**PROVIDED MATERIAL:**
//! Run record aggregation.
//!
//! Folds run records into one [`Bucket`] per (N, L, p) key and turns the
//! buckets into a sorted [`SummaryTable`].

use crate::models::{
    Bucket, BucketKey, Disagreement, RecordError, RowSchema, RunRecord, SummaryRow,
    SummaryTable,
};
use crate::scanner::{RecordScanner, ScanConfig};
use anyhow::{Context, Result};
use indicatif::ProgressBar;
use serde_json::Value;
use std::collections::BTreeMap;
use std::path::{Path, PathBuf};
use tracing::{debug, warn};

/// Accumulates records into buckets.
///
/// The map is ordered by [`BucketKey`], so iteration order is the output
/// order regardless of the order records arrive in.
#[derive(Debug, Clone, Default)]
pub struct Aggregator {
    schema: RowSchema,
    buckets: BTreeMap<BucketKey, Bucket>,
}

impl Aggregator {
    pub fn new(schema: RowSchema) -> Self {
        Self {
            schema,
            buckets: BTreeMap::new(),
        }
    }

    /// Insert a new bucket for the record's key, or merge into the existing one.
    ///
    /// Records must carry sweep settings exactly when the aggregator is in
    /// boundary mode.
    pub fn add(&mut self, record: &RunRecord) -> Result<(), RecordError> {
        if record.schema() != self.schema {
            return Err(RecordError::SchemaMismatch(self.schema));
        }
        let key = record.key();
        match self.buckets.get_mut(&key) {
            Some(bucket) => bucket.merge(record),
            None => {
                self.buckets.insert(key, Bucket::seed(record));
            }
        }
        Ok(())
    }

    pub fn is_empty(&self) -> bool {
        self.buckets.is_empty()
    }

    /// Buckets whose first-wins fields saw more than one value.
    pub fn disagreements(&self) -> Vec<(BucketKey, Disagreement)> {
        self.buckets
            .iter()
            .filter_map(|(key, bucket)| bucket.disagreement().map(|d| (*key, d)))
            .collect()
    }

    /// Emit one row per bucket, sorted by (N, L, p).
    pub fn to_table(&self) -> SummaryTable {
        SummaryTable {
            schema: self.schema,
            rows: self
                .buckets
                .iter()
                .map(|(key, bucket)| SummaryRow::from_bucket(*key, bucket))
                .collect(),
        }
    }
}

/// What happened while reading one results directory.
#[derive(Debug)]
pub struct Collected {
    pub aggregator: Aggregator,
    /// Files that parsed and contributed a record.
    pub files_read: usize,
    /// Files skipped as malformed.
    pub skipped: Vec<PathBuf>,
}

/// Read, parse and fold every record file in `directory`.
///
/// Malformed files are logged and skipped. A record that parses but lacks a
/// required field aborts the whole pass.
pub fn collect_directory(
    directory: &Path,
    scan_config: &ScanConfig,
    schema: RowSchema,
    progress: &ProgressBar,
) -> Result<Collected> {
    let scanner = RecordScanner::new(directory.to_path_buf(), scan_config.clone());
    let mut collected = Collected {
        aggregator: Aggregator::new(schema),
        files_read: 0,
        skipped: Vec::new(),
    };

    for path in scanner.files() {
        let path = path?;
        progress.inc(1);
        progress.set_message(display_name(&path));

        match read_record(&path, schema)? {
            Some(record) => {
                debug!("{} -> {}", path.display(), record.key());
                collected
                    .aggregator
                    .add(&record)
                    .with_context(|| format!("Invalid record in {}", path.display()))?;
                collected.files_read += 1;
            }
            None => {
                progress.suspend(|| {
                    warn!("Skipping malformed record file: {}", display_name(&path))
                });
                collected.skipped.push(path);
            }
        }
    }

    for (key, d) in collected.aggregator.disagreements() {
        warn!(
            "Bucket {} mixes run settings across {} records (timeout limits: {}, sweep schedules: {}, sweep limits: {}); kept first-seen values",
            key, d.records, d.timeout_limits, d.sweep_schedules, d.sweep_limits
        );
    }

    Ok(collected)
}

/// Parse one record file. `Ok(None)` means the file is malformed and should be skipped.
///
/// A file that cannot be read at all is an error, not a skip.
pub fn read_record(path: &Path, schema: RowSchema) -> Result<Option<RunRecord>> {
    let content = std::fs::read(path)
        .with_context(|| format!("Failed to read record file: {}", path.display()))?;

    let value: Value = match serde_json::from_slice(&content) {
        Ok(value) => value,
        Err(e) => {
            debug!("{}: {}", path.display(), e);
            return Ok(None);
        }
    };

    match RunRecord::from_value(&value, schema) {
        Ok(record) => Ok(Some(record)),
        Err(e) if e.is_malformed() => {
            debug!("{}: {}", path.display(), e);
            Ok(None)
        }
        Err(e) => Err(e).with_context(|| format!("Invalid record in {}", path.display())),
    }
}

fn display_name(path: &Path) -> String {
    path.file_name()
        .map(|n| n.to_string_lossy().to_string())
        .unwrap_or_else(|| path.display().to_string())
}

#[cfg(test)]
mod tests {
    use super::*;
    use crate::models::{ErrorRate, RecordError};
    use serde_json::json;
    use tempfile::TempDir;

    fn record_json(
        cycles: i64,
        l: i64,
        p: f64,
        trials: i64,
        successes: i64,
        clear: i64,
        runtime: f64,
    ) -> Value {
        json!({
            "Cycles": cycles, "L": l, "p": p,
            "Trials": trials, "Successes": successes, "Clear syndromes": clear,
            "Timeout": 100, "Job RunTime (s)": runtime
        })
    }

    fn record(
        cycles: i64,
        l: i64,
        p: f64,
        trials: i64,
        successes: i64,
        clear: i64,
        runtime: f64,
    ) -> RunRecord {
        RunRecord::from_value(
            &record_json(cycles, l, p, trials, successes, clear, runtime),
            RowSchema::Standard,
        )
        .unwrap()
    }

    fn sample_records() -> Vec<RunRecord> {
        vec![
            record(1, 3, 0.1, 100, 90, 95, 10.0),
            record(2, 3, 0.1, 10, 9, 10, 1.0),
            record(1, 5, 0.05, 40, 39, 40, 3.0),
            record(1, 3, 0.1, 50, 40, 48, 5.0),
            record(1, 3, 0.02, 20, 20, 20, 0.5),
        ]
    }

    fn write_dir(records: &[Value]) -> TempDir {
        let temp_dir = TempDir::new().unwrap();
        for (i, value) in records.iter().enumerate() {
            std::fs::write(
                temp_dir.path().join(format!("run{}.json", i)),
                serde_json::to_vec(value).unwrap(),
            )
            .unwrap();
        }
        temp_dir
    }

    #[test]
    fn test_merges_same_key() {
        let mut agg = Aggregator::new(RowSchema::Standard);
        for rec in sample_records() {
            agg.add(&rec).unwrap();
        }
        let table = agg.to_table();
        assert_eq!(table.rows.len(), 4);

        let key = BucketKey {
            cycle_count: 1,
            lattice_size: 3,
            physical_error_rate: ErrorRate(0.1),
        };
        let row = table.rows.iter().find(|r| r.base().key == key).unwrap().base();
        assert_eq!(row.trials, 150);
        assert_eq!(row.fails, 20);
        assert_eq!(row.timeouts, 7);
        assert_eq!(row.max_runtime, 10.0);
        assert_eq!(row.total_runtime, 15.0);
    }

    #[test]
    fn test_order_independent() {
        let records = sample_records();
        let mut forward = Aggregator::new(RowSchema::Standard);
        for rec in &records {
            forward.add(rec).unwrap();
        }
        let mut backward = Aggregator::new(RowSchema::Standard);
        for rec in records.iter().rev() {
            backward.add(rec).unwrap();
        }
        let mut rotated = Aggregator::new(RowSchema::Standard);
        for rec in records.iter().cycle().skip(2).take(records.len()) {
            rotated.add(rec).unwrap();
        }

        assert_eq!(forward.to_table(), backward.to_table());
        assert_eq!(forward.to_table(), rotated.to_table());
    }

    #[test]
    fn test_rows_sorted() {
        let mut agg = Aggregator::new(RowSchema::Standard);
        for rec in sample_records() {
            agg.add(&rec).unwrap();
        }
        let keys: Vec<BucketKey> = agg.to_table().rows.iter().map(|r| r.base().key).collect();
        for pair in keys.windows(2) {
            assert!(pair[0] < pair[1]);
        }
        assert_eq!(keys[0].physical_error_rate, ErrorRate(0.02));
        assert_eq!(keys[3].cycle_count, 2);
    }

    #[test]
    fn test_collect_skips_malformed() {
        let values: Vec<Value> = vec![
            record_json(1, 3, 0.1, 100, 90, 95, 10.0),
            record_json(1, 3, 0.1, 50, 40, 48, 5.0),
        ];
        let clean = write_dir(&values);
        let dirty = write_dir(&values);
        std::fs::write(dirty.path().join("broken.json"), "{\"L\": 3, ").unwrap();

        let hidden = ProgressBar::hidden();
        let from_clean =
            collect_directory(clean.path(), &ScanConfig::default(), RowSchema::Standard, &hidden)
                .unwrap();
        let from_dirty =
            collect_directory(dirty.path(), &ScanConfig::default(), RowSchema::Standard, &hidden)
                .unwrap();

        assert_eq!(from_clean.aggregator.to_table(), from_dirty.aggregator.to_table());
        assert_eq!(from_dirty.files_read, 2);
        assert_eq!(from_dirty.skipped.len(), 1);
        assert!(from_dirty.skipped[0].ends_with("broken.json"));
    }

    #[test]
    fn test_repeated_runs_write_identical_bytes() {
        let dir = write_dir(&[
            record_json(2, 5, 0.03, 30, 28, 29, 1.5),
            record_json(1, 3, 0.1, 100, 90, 95, 10.0),
            record_json(1, 3, 0.1, 50, 40, 48, 5.0),
        ]);
        let render = || {
            let collected = collect_directory(
                dir.path(),
                &ScanConfig::default(),
                RowSchema::Standard,
                &ProgressBar::hidden(),
            )
            .unwrap();
            let mut out = Vec::new();
            crate::report::write_summary(&collected.aggregator.to_table(), &mut out).unwrap();
            out
        };
        assert_eq!(render(), render());
    }

    #[test]
    fn test_missing_cycle_count_aborts() {
        let mut bad = record_json(1, 3, 0.1, 10, 9, 10, 1.0);
        bad.as_object_mut().unwrap().remove("Cycles");
        let dir = write_dir(&[record_json(1, 3, 0.1, 10, 9, 10, 1.0), bad]);

        let err = collect_directory(
            dir.path(),
            &ScanConfig::default(),
            RowSchema::Standard,
            &ProgressBar::hidden(),
        )
        .unwrap_err();
        let cause = err.downcast_ref::<RecordError>().unwrap();
        assert!(matches!(cause, RecordError::MissingCycleCount));
    }

    #[test]
    fn test_boundary_records() {
        let mut value = record_json(3, 5, 0.01, 10, 8, 9, 2.0);
        let obj = value.as_object_mut().unwrap();
        obj.insert("Sweep limit".to_string(), json!(7));
        obj.insert("Sweep schedule".to_string(), json!("rotating"));
        let dir = write_dir(&[value]);

        let collected = collect_directory(
            dir.path(),
            &ScanConfig::default(),
            RowSchema::Boundary,
            &ProgressBar::hidden(),
        )
        .unwrap();
        let table = collected.aggregator.to_table();
        assert_eq!(table.schema, RowSchema::Boundary);
        match &table.rows[0] {
            SummaryRow::Boundary {
                schedule, frequency, ..
            } => {
                assert_eq!(schedule, "rotating");
                assert_eq!(frequency.to_string(), "7");
            }
            other => panic!("expected boundary row, got {:?}", other),
        }
    }

    #[test]
    fn test_unreadable_file_aborts() {
        let dir = write_dir(&[record_json(1, 3, 0.1, 10, 9, 10, 1.0)]);
        let unreadable = dir.path().join("run_dir.json");
        std::fs::create_dir(&unreadable).unwrap();

        assert!(read_record(&unreadable, RowSchema::Standard).is_err());

        // The scanner lists regular files only, so the pass itself still succeeds.
        let collected = collect_directory(
            dir.path(),
            &ScanConfig::default(),
            RowSchema::Standard,
            &ProgressBar::hidden(),
        )
        .unwrap();
        assert_eq!(collected.files_read, 1);
        assert!(collected.skipped.is_empty());
    }

    #[test]
    fn test_schema_mismatch_rejected() {
        let mut agg = Aggregator::new(RowSchema::Boundary);
        let err = agg.add(&record(1, 3, 0.1, 10, 9, 10, 1.0)).unwrap_err();
        assert!(matches!(err, RecordError::SchemaMismatch(RowSchema::Boundary)));
        assert!(agg.is_empty());
    }

    #[test]
    fn test_negative_zero_rate_merges() {
        let mut agg = Aggregator::new(RowSchema::Standard);
        agg.add(&record(1, 3, 0.0, 10, 9, 10, 1.0)).unwrap();
        agg.add(&record(1, 3, -0.0, 10, 8, 10, 1.0)).unwrap();

        let table = agg.to_table();
        assert_eq!(table.rows.len(), 1);
        assert_eq!(table.rows[0].base().trials, 20);
        assert_eq!(table.rows[0].base().fails, 3);
    }
}
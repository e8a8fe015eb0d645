//! Threshold plots.
//!
//! Every layout draws the same panel: failure rate against physical error
//! rate on a log y axis, one error-bar curve per lattice size. Layouts only
//! differ in how many panels there are and which axes carry labels.

mod render;

use crate::config::PlotConfig;
use crate::models::SummaryPoint;
use anyhow::Result;
use std::fmt;
use std::ops::Range;
use std::path::Path;
use std::str::FromStr;
use thiserror::Error;
use tracing::{debug, info};

/// Errors raised while drawing.
#[derive(Debug, Error)]
pub enum PlotError {
    /// A layout was given the wrong number of row sets or titles.
    #[error("{layout} layout needs {expected} panels, got {found}")]
    PanelCount {
        layout: Layout,
        expected: usize,
        found: usize,
    },

    /// The output path has an extension no backend handles.
    #[error("unsupported image format '{0}' (use .png or .svg)")]
    UnsupportedFormat(String),

    /// The drawing backend failed.
    #[error("drawing failed: {0}")]
    Backend(String),
}

impl PlotError {
    fn backend<E: fmt::Display>(err: E) -> Self {
        PlotError::Backend(err.to_string())
    }
}

/// Row selection by cycle count.
#[derive(Debug, Clone, Copy, PartialEq, Eq, Default)]
pub enum CycleFilter {
    /// Keep every row.
    #[default]
    All,
    /// Keep rows with this cycle count.
    Only(i64),
}

impl CycleFilter {
    pub fn apply(&self, rows: &[SummaryPoint]) -> Vec<SummaryPoint> {
        match self {
            CycleFilter::All => rows.to_vec(),
            CycleFilter::Only(n) => rows.iter().filter(|r| r.cycle_count == *n).copied().collect(),
        }
    }
}

impl FromStr for CycleFilter {
    type Err = String;

    fn from_str(s: &str) -> Result<Self, Self::Err> {
        if s.eq_ignore_ascii_case("all") {
            return Ok(CycleFilter::All);
        }
        s.parse()
            .map(CycleFilter::Only)
            .map_err(|_| format!("Expected a cycle count or 'all', got '{}'", s))
    }
}

/// Panel arrangement.
#[derive(Debug, Clone, Copy, PartialEq, Eq)]
pub enum Layout {
    Single,
    Double,
    Four,
}

impl fmt::Display for Layout {
    fn fmt(&self, f: &mut fmt::Formatter<'_>) -> fmt::Result {
        match self {
            Layout::Single => write!(f, "single"),
            Layout::Double => write!(f, "double"),
            Layout::Four => write!(f, "four"),
        }
    }
}

/// Which axis labels a panel draws.
#[derive(Debug, Clone, Copy, PartialEq, Eq)]
pub struct PanelAxes {
    pub x_label: bool,
    pub y_label: bool,
}

impl Layout {
    /// Grid shape as (rows, columns).
    pub fn grid(&self) -> (usize, usize) {
        match self {
            Layout::Single => (1, 1),
            Layout::Double => (1, 2),
            Layout::Four => (2, 2),
        }
    }

    pub fn panels(&self) -> usize {
        let (rows, cols) = self.grid();
        rows * cols
    }

    /// Labels for the panel at `index`, counted row-major.
    ///
    /// The y label goes on the left column only, the x label on the bottom row only.
    pub fn panel_axes(&self, index: usize) -> PanelAxes {
        let (rows, cols) = self.grid();
        PanelAxes {
            x_label: index / cols == rows - 1,
            y_label: index % cols == 0,
        }
    }
}

/// One plotted point with its symmetric error.
#[derive(Debug, Clone, Copy, PartialEq)]
pub struct SeriesPoint {
    pub p: f64,
    pub pfail: f64,
    pub err: f64,
}

/// One curve: every row of a lattice size, in row order.
#[derive(Debug, Clone, PartialEq)]
pub struct Series {
    pub label: String,
    pub points: Vec<SeriesPoint>,
}

/// Build one series per requested lattice size.
///
/// Points with a non-positive failure rate cannot sit on a log axis and are
/// dropped.
pub fn build_series(rows: &[SummaryPoint], lattice_sizes: &[i64]) -> Vec<Series> {
    lattice_sizes
        .iter()
        .map(|&lattice_size| {
            let points = rows
                .iter()
                .filter(|r| r.lattice_size == lattice_size)
                .filter(|r| {
                    let plottable = r.pfail > 0.0 && r.pfail.is_finite();
                    if !plottable {
                        debug!(
                            "L = {}: dropping p = {} with pfail = {}",
                            lattice_size, r.p, r.pfail
                        );
                    }
                    plottable
                })
                .map(|r| SeriesPoint {
                    p: r.p,
                    pfail: r.pfail,
                    err: r.err.abs(),
                })
                .collect();
            Series {
                label: format!("L = {}", lattice_size),
                points,
            }
        })
        .collect()
}

/// Axis extents for one panel.
#[derive(Debug, Clone, PartialEq)]
pub struct AxisRanges {
    pub x: Range<f64>,
    /// Strictly positive, for the log scale.
    pub y: Range<f64>,
}

impl AxisRanges {
    /// Extents covering every point and error bar, with some padding.
    pub fn for_series(series: &[Series]) -> Self {
        let points = || series.iter().flat_map(|s| s.points.iter());

        let (x_min, x_max) = points().fold((f64::INFINITY, f64::NEG_INFINITY), |(lo, hi), pt| {
            (lo.min(pt.p), hi.max(pt.p))
        });
        let x = if !x_min.is_finite() {
            0.0..1.0
        } else if x_max - x_min <= f64::EPSILON * x_max.abs().max(1.0) {
            let pad = (x_min.abs() * 0.1).max(1e-3);
            (x_min - pad)..(x_max + pad)
        } else {
            let pad = (x_max - x_min) * 0.05;
            (x_min - pad)..(x_max + pad)
        };

        let y_min = points()
            .map(|pt| if pt.pfail - pt.err > 0.0 { pt.pfail - pt.err } else { pt.pfail })
            .fold(f64::INFINITY, f64::min);
        let y_max = points().map(|pt| pt.pfail + pt.err).fold(f64::NEG_INFINITY, f64::max);
        let y = if y_min.is_finite() && y_max.is_finite() {
            (y_min * 0.8)..(y_max * 1.25)
        } else {
            1e-3..1.0
        };

        Self { x, y }
    }
}

/// A panel ready to draw.
#[derive(Debug, Clone)]
pub struct PanelData {
    pub title: String,
    pub series: Vec<Series>,
    pub axes: PanelAxes,
    pub ranges: AxisRanges,
}

impl PanelData {
    fn new(title: &str, rows: &[SummaryPoint], lattice_sizes: &[i64], axes: PanelAxes) -> Self {
        let series = build_series(rows, lattice_sizes);
        let ranges = AxisRanges::for_series(&series);
        Self {
            title: title.to_string(),
            series,
            axes,
            ranges,
        }
    }
}

/// Drawing options shared by all layouts.
#[derive(Debug, Clone)]
pub struct PlotStyle {
    pub size: (u32, u32),
    pub x_label: String,
    pub y_label: String,
    pub marker_size: u32,
    pub caption_font_size: u32,
}

impl From<&PlotConfig> for PlotStyle {
    fn from(config: &PlotConfig) -> Self {
        Self {
            size: (config.width, config.height),
            x_label: config.x_label.clone(),
            y_label: config.y_label.clone(),
            marker_size: config.marker_size,
            caption_font_size: config.caption_font_size,
        }
    }
}

/// Lay out panels for `layout` from one row set and title per panel.
pub fn layout_panels(
    layout: Layout,
    row_sets: &[Vec<SummaryPoint>],
    lattice_sizes: &[i64],
    titles: &[String],
) -> Result<Vec<PanelData>, PlotError> {
    let expected = layout.panels();
    for found in [row_sets.len(), titles.len()] {
        if found != expected {
            return Err(PlotError::PanelCount {
                layout,
                expected,
                found,
            });
        }
    }

    Ok(row_sets
        .iter()
        .zip(titles)
        .enumerate()
        .map(|(i, (rows, title))| PanelData::new(title, rows, lattice_sizes, layout.panel_axes(i)))
        .collect())
}

/// One threshold panel from `rows`, optionally restricted to one cycle count.
pub fn plot_single(
    rows: &[SummaryPoint],
    cycle_filter: CycleFilter,
    lattice_sizes: &[i64],
    title: &str,
    style: &PlotStyle,
    output: &Path,
) -> Result<()> {
    let selected = cycle_filter.apply(rows);
    let panels = layout_panels(Layout::Single, &[selected], lattice_sizes, &[title.to_string()])?;
    draw(Layout::Single, &panels, style, output)
}

/// Two panels side by side.
pub fn plot_double(
    row_sets: &[Vec<SummaryPoint>],
    lattice_sizes: &[i64],
    titles: &[String],
    style: &PlotStyle,
    output: &Path,
) -> Result<()> {
    let panels = layout_panels(Layout::Double, row_sets, lattice_sizes, titles)?;
    draw(Layout::Double, &panels, style, output)
}

/// Four panels in a 2x2 grid.
pub fn plot_four(
    row_sets: &[Vec<SummaryPoint>],
    lattice_sizes: &[i64],
    titles: &[String],
    style: &PlotStyle,
    output: &Path,
) -> Result<()> {
    let panels = layout_panels(Layout::Four, row_sets, lattice_sizes, titles)?;
    draw(Layout::Four, &panels, style, output)
}

fn draw(layout: Layout, panels: &[PanelData], style: &PlotStyle, output: &Path) -> Result<()> {
    render::render_to_file(layout, panels, style, output)?;
    info!("Wrote {} plot to {}", layout, output.display());
    Ok(())
}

**THE PROBLEM:**
All lines of the listing holding the string "SummaryRow" must be returned, copied as they stand.

**RESULT:**
    Bucket, BucketKey, Disagreement, RecordError, RowSchema, RunRecord, SummaryRow,
                .map(|(key, bucket)| SummaryRow::from_bucket(*key, bucket))
            SummaryRow::Boundary {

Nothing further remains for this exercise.